>. I have an M3 Ultra with 256GB of memory, Im sorry but spending this kind of m...

brulard · 2026-03-14T19:45:41 1773517541

Are you aware that your 3090s have nowhere close to 256GB of VRAM? Or maybe you are not aware that on macs you have unified memory (working both as RAM and VRAM).

ActorNightly · 2026-03-16T06:59:22 1773644362

Are you aware that having ram doesn't matter when your tokens/second is slow as shit?

You don't need to run large models, Gemma QAT 27B fits on one GPU and is quite good. Other models like Qwen3 are great for coding.

3090 gets 100+ tokens/second for QWEN, very close to what you would see with a cloud based model.

M3 ultra gets ~30.

Congrats, you played yourself.

brulard · 2026-03-21T22:53:21 1774133601

Did I? Not only are you comparing apples to oranges, you even provide misleading numbers.

3090 gets 20-30 tokens a second for dense ~30B models (QwQ 32B, Gemma 3 27B Q4), similar to M3 ultra.
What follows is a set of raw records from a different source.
// Copyright (c) 2025 Steve Wagner (ciroque@live.com)
// SPDX-License-Identifier: MIT

//! Message types for the pipeline run lifecycle.

use crate::observability::messages::StructuredLog;
use std::fmt::{Display, Formatter};
use tracing::Span;

/// Pipeline run started.
///
/// # Log Level
/// `info!` - Important operational event
///
/// # Example
/// ```
/// use pdf_digest::observability::messages::engine::PipelineStarted;
///
/// let msg = PipelineStarted {
///     document_count: 10,
///     max_concurrency: 5,
/// };
///
/// tracing::info!("{}", msg);
/// ```
pub struct PipelineStarted {
    pub document_count: usize,
    pub max_concurrency: usize,
}

impl Display for PipelineStarted {
    fn fmt(&self, f: &mut Formatter) -> std::fmt::Result {
        write!(
            f,
            "Starting pipeline: {} documents, max_concurrency={}",
            self.document_count, self.max_concurrency
        )
    }
}

impl StructuredLog for PipelineStarted {
    fn log(&self) {
        tracing::info!(
            document_count = self.document_count,
            max_concurrency = self.max_concurrency,
            "{}", self
        );
    }

    fn span(&self, name: &str) -> Span {
        tracing::info_span!(
            "pipeline",
            span_name = name,
            document_count = self.document_count,
            max_concurrency = self.max_concurrency,
        )
    }
}

/// Every dispatched document has finished, successfully or not.
///
/// # Log Level
/// `info!` when nothing failed, `warn!` otherwise
pub struct PipelineCompleted {
    pub attempted: usize,
    pub succeeded: usize,
    pub failed: usize,
    pub duration: std::time::Duration,
}

impl Display for PipelineCompleted {
    fn fmt(&self, f: &mut Formatter) -> std::fmt::Result {
        write!(
            f,
            "Pipeline completed: {} attempted, {} succeeded, {} failed in {:?}",
            self.attempted, self.succeeded, self.failed, self.duration
        )
    }
}

impl StructuredLog for PipelineCompleted {
    fn log(&self) {
        if self.failed == 0 {
            tracing::info!(
                attempted = self.attempted,
                succeeded = self.succeeded,
                failed = self.failed,
                duration_ms = self.duration.as_millis() as u64,
                "{}", self
            );
        } else {
            tracing::warn!(
                attempted = self.attempted,
                succeeded = self.succeeded,
                failed = self.failed,
                duration_ms = self.duration.as_millis() as u64,
                "{}", self
            );
        }
    }

    fn span(&self, name: &str) -> Span {
        tracing::info_span!(
            "pipeline_completed",
            span_name = name,
            attempted = self.attempted,
            succeeded = self.succeeded,
            failed = self.failed,
            duration = ?self.duration,
        )
    }
}

/// A worker task ended without reporting an outcome (panic or cancellation).
///
/// # Log Level
/// `error!` - Failure requiring attention
pub struct WorkerAborted<'a> {
    pub pdf_key: &'a str,
    pub reason: &'a str,
}

impl Display for WorkerAborted<'_> {
    fn fmt(&self, f: &mut Formatter) -> std::fmt::Result {
        write!(f, "Worker for '{}' aborted: {}", self.pdf_key, self.reason)
    }
}

impl StructuredLog for WorkerAborted<'_> {
    fn log(&self) {
        tracing::error!(
            pdf_key = self.pdf_key,
            reason = self.reason,
            "{}", self
        );
    }

    fn span(&self, name: &str) -> Span {
        tracing::error_span!(
            "worker_aborted",
            span_name = name,
            pdf_key = self.pdf_key,
            reason = self.reason,
        )
    }
}

/// The store could not be read back after the run. The report is still
/// printed; only the record listing is lost.
///
/// # Log Level
/// `error!` - Failure requiring attention
pub struct RecordsReadBackFailed<'a> {
    pub store: &'a str,
    pub error: &'a dyn std::error::Error,
}

impl Display for RecordsReadBackFailed<'_> {
    fn fmt(&self, f: &mut Formatter) -> std::fmt::Result {
        write!(
            f,
            "Failed to read records back from {} store: {}",
            self.store, self.error
        )
    }
}

impl StructuredLog for RecordsReadBackFailed<'_> {
    fn log(&self) {
        tracing::error!(
            store = self.store,
            error = %self.error,
            "{}", self
        );
    }

    fn span(&self, name: &str) -> Span {
        tracing::error_span!(
            "records_read_back_failed",
            span_name = name,
            store = self.store,
        )
    }
}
If you are talking about Qwen3-Coder 30B (MoE), then both 3090 and M3 Ultra are around ~70 tok/s.

But even if you were right about the speed - which you are not - speed is pointless if you need large model that wouldn't fit into your VRAM.

nozzlegear · 2026-03-14T20:10:41 1773519041

> a dual 3090 workstation that would have been better for pretty much everything

Doesn't run macOS

xiconfjs · 2026-03-14T09:38:57 1773481137

Except if you are living in a region where electricity is quite expensive :/